-- DATA EXTRACTS follows --

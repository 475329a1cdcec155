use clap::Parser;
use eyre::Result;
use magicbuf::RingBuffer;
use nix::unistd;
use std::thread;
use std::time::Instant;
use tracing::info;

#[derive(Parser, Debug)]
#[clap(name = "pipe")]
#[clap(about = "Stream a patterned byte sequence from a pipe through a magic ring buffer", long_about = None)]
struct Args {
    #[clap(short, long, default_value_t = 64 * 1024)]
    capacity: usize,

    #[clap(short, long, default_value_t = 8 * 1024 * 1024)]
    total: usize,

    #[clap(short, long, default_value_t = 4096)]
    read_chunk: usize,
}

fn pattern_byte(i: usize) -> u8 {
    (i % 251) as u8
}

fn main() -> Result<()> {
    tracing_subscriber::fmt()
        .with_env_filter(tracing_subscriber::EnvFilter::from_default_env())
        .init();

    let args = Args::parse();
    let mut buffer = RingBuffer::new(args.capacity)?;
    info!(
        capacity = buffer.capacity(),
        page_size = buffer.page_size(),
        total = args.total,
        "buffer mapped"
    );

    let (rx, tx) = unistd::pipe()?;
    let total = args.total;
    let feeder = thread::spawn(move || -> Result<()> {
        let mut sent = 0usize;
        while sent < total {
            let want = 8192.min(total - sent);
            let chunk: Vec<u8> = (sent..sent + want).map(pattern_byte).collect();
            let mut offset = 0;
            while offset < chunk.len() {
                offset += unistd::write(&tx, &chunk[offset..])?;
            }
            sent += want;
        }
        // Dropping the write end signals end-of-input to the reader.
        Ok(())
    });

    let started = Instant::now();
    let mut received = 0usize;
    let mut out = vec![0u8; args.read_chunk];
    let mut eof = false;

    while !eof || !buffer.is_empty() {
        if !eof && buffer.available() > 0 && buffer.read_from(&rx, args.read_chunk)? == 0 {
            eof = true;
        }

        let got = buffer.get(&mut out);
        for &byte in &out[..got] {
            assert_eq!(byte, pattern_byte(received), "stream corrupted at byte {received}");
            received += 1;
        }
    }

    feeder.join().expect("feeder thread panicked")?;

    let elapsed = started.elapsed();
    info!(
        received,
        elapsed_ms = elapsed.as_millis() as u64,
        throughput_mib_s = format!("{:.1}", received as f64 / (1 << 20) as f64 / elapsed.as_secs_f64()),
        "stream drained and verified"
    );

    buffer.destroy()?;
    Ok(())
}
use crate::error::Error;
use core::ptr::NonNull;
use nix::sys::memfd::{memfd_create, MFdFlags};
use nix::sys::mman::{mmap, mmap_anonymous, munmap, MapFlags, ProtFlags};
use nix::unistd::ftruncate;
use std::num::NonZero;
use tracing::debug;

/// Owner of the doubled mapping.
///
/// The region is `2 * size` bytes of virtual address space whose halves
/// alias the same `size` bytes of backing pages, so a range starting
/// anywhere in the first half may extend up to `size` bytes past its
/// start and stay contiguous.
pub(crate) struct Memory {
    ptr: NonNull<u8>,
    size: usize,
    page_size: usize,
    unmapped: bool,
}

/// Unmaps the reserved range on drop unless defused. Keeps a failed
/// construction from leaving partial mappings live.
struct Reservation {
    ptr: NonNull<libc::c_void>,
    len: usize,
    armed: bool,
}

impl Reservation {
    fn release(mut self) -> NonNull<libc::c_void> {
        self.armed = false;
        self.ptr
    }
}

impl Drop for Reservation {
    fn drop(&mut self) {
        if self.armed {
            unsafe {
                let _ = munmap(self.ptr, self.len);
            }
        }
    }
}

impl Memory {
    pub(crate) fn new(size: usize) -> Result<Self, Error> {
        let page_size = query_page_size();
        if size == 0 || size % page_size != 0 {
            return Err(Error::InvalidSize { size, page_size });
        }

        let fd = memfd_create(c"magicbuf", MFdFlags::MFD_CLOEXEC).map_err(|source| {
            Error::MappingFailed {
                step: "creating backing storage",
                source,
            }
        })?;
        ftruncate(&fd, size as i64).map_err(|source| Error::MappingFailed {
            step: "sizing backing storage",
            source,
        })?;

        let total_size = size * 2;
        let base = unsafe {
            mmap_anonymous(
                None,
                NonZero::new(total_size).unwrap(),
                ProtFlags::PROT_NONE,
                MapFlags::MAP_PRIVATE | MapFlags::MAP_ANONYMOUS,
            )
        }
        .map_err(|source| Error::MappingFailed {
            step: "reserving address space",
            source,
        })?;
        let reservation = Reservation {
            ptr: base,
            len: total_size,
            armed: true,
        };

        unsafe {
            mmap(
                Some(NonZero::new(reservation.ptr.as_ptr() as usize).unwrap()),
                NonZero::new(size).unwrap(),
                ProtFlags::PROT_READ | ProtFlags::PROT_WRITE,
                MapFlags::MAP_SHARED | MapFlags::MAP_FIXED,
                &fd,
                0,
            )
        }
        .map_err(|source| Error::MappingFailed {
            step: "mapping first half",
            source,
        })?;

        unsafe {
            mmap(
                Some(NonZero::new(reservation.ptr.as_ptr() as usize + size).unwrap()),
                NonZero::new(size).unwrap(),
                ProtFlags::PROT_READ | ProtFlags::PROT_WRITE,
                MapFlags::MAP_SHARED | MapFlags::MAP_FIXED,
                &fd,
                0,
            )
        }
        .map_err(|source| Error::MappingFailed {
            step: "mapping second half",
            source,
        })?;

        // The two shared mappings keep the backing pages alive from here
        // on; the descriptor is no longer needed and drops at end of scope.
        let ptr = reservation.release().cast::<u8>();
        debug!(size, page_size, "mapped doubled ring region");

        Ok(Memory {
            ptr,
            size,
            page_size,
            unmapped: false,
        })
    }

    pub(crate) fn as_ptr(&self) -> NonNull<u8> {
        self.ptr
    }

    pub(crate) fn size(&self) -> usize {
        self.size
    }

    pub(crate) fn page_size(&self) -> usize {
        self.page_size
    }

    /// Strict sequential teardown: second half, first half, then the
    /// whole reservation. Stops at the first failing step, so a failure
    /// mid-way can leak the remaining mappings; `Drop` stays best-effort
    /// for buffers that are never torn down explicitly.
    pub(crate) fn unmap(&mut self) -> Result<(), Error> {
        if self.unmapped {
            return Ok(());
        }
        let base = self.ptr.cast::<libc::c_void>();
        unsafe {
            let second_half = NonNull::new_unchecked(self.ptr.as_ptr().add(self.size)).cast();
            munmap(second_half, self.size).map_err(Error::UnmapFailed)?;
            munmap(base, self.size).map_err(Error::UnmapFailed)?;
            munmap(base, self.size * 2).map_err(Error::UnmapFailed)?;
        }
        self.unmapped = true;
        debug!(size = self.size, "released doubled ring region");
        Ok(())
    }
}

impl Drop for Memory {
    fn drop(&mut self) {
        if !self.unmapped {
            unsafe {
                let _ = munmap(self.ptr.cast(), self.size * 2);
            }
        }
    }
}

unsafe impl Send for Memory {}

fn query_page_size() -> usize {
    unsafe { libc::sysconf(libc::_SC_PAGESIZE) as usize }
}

-- DATA EXTRACTS concluded --

WHAT YOU SHOULD DO: Say how many lines in the records above hold "sent", and give no other text.

SOLUTION TO THE EXERCISE: 5